« Ça a été brutal » : la COVID longue force la fermeture d’un restaurant très populaire d’Haileybury
HAILEYBURY – Si pour beaucoup la pandémie est terminée, les conséquences se font encore bien ressentir du côté de Haileybury qui va perdre un de ses plus populaires restaurants. L’annonce de la fermeture de l’Autochtone taverne américaine a eu l’effet d’une bombe auprès de la communauté francophone des deux Témiscamingue.
« Ça a été brutal », a confié le chef et propriétaire du restaurant qui a fait l’annonce de la fermeture à ses quelque 4 000 abonnés sur Facebook le 14 avril dernier. Il en a profité pour remercier sa clientèle dans un long message rempli d’émotions dans la langue de Molière.
Gerry Brandon déclare également que de devoir fermer « est comme perdre un être cher. »
Celui-ci a avancé que c’est sa COVID longue, contractée au printemps 2022, qui l’aurait forcé à devoir prendre cette douloureuse décision.
« Maintenant que je suis confronté à un nombre croissant de problèmes de santé, mon médecin me dit que mon temps dans la cuisine doit prendre fin. 2023 doit être et sera notre dernière année à L’Autochtone », confie-t-il.
Il estime qu’un chef qui a perdu le sens du goût et de l’odorat n’a plus vraiment sa place dans une cuisine.
Celui-ci était chef depuis plus d’une trentaine d’années avant d’accomplir son rêve d’ouvrir son premier restaurant en avril 2019, peu avant le début de la pandémie.
« La COVID-19 a frappé avant que nous ayons été ouverts une année complète et a été dévastatrice pour nous », a-t-il également déclaré. Le chef ajoute que les pertes engendrées par la pandémie se sont chiffrées à 1,5 million de dollars.
Le chef entrepreneur a aussi dû renoncer à son projet de distillerie qu’il comptait mettre sur pied suite à l’achat d’un second bâtiment dans la ville.
Une cuisine triculturelle
L’Autochtone Taverne américaine est un restaurant de fusion urbaine proposant des spécialités de la culture française autochtones et anglaises.
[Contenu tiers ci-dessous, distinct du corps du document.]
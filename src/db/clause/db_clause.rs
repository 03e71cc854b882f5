//! The representation of a stored clause: its literals together with a structural signature.
//!
//! The signature is a pair of 64-bit words, fixed when the clause is stored:
//!
//! - `hash` has bit *i* set iff some atom of the clause falls in bucket *i*, where the bucket of an atom is the atom mod 64.
//! - `unique` has bit *i* set iff two or more distinct atoms of the clause collide on bucket *i*.
//!
//! The signature is an over-approximation of the atom set, never an identity: distinct clauses may share a signature.
//! Still, it supports sound one-directional pre-checks --- see the [procedures](crate::procedures) for the ways each technique uses it.

use crate::{
    db::ClauseKey,
    structures::{
        atom::Atom,
        clause::CClause,
        literal::{CLiteral, Literal},
    },
};

/// The single-bit mask for the signature bucket of `atom`.
pub fn atom_bucket(atom: Atom) -> u64 {
    1_u64 << (atom & 63)
}

/// A stored clause, together with its key and signature.
#[allow(non_camel_case_types)]
#[derive(Debug)]
pub struct dbClause {
    /// The key of the clause.
    key: ClauseKey,

    /// The clause itself.
    clause: CClause,

    /// The atom signature of the clause.
    hash: u64,

    /// The collision bits of `hash`.
    unique: u64,
}

impl dbClause {
    /// A stored clause, with the signature computed from the given literals.
    pub fn new(clause: CClause, key: ClauseKey) -> Self {
        let (hash, unique) = signature(&clause);
        dbClause {
            key,
            clause,
            hash,
            unique,
        }
    }

    /// The key of the stored clause.
    pub fn key(&self) -> ClauseKey {
        self.key
    }

    /// The literals of the stored clause, in stored order.
    pub fn literals(&self) -> &[CLiteral] {
        &self.clause
    }

    /// The number of literals in the stored clause.
    pub fn size(&self) -> usize {
        self.clause.len()
    }

    /// An iterator over the atoms of the stored clause.
    pub fn atoms(&self) -> impl Iterator<Item = Atom> + '_ {
        self.clause.iter().map(|literal| literal.atom())
    }

    /// The atom signature of the stored clause.
    pub fn hash(&self) -> u64 {
        self.hash
    }

    /// The collision bits of the signature of the stored clause.
    pub fn unique(&self) -> u64 {
        self.unique
    }
}

/// The signature of a sequence of literals, as a (hash, unique) pair.
fn signature(clause: &[CLiteral]) -> (u64, u64) {
    let mut hash = 0_u64;
    let mut unique = 0_u64;
    for literal in clause {
        let bit = atom_bucket(literal.atom());
        if hash & bit != 0 {
            unique |= bit;
        } else {
            hash |= bit;
        }
    }
    (hash, unique)
}

#[cfg(test)]
mod tests {
    use super::*;

    fn clause_of(literals: &[isize]) -> CClause {
        literals
            .iter()
            .map(|l| CLiteral::new(l.unsigned_abs() as Atom, l.is_positive()))
            .collect()
    }

    #[test]
    fn signature_bits() {
        let stored = dbClause::new(clause_of(&[1, -2, 66]), ClauseKey::Original(0));
        assert_eq!(stored.hash(), (1 << 1) | (1 << 2));
        // 66 and 2 share bucket 2.
        assert_eq!(stored.unique(), 1 << 2);
    }

    #[test]
    fn signature_ignores_polarity() {
        let positive = dbClause::new(clause_of(&[3, 5]), ClauseKey::Original(0));
        let negative = dbClause::new(clause_of(&[-3, -5]), ClauseKey::Original(1));
        assert_eq!(positive.hash(), negative.hash());
        assert_eq!(positive.unique(), negative.unique());
    }
}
Gerry Brandon est lui-même un membre des Premières Nations et se dit fier d’avoir pu présenter une cuisine et un décor célébrant son identité.
« C’est un établissement complètement à part dans tout le Nord de l’Ontario » – Gerry Brandon
Ce dernier s’est rendu un temps dans l’Ouest canadien pour travailler dans de grands restaurants, mais a choisi de revenir dans le nord de l’Ontario, proche de New Liskaerd où il a grandi, pour son projet de restaurant.
C’est à Haileybury qu’il a décidé de tenter l’expérience en achetant et rénovant un immeuble vieux d’une centaine d’années avec son épouse Nancy.
« Nous espérions pouvoir susciter un regain d’intérêt à la fois pour la région et pour la magnifique ville de Haileybury. J’aimerais penser que nous y sommes parvenus et plus encore », se félicite-t-il.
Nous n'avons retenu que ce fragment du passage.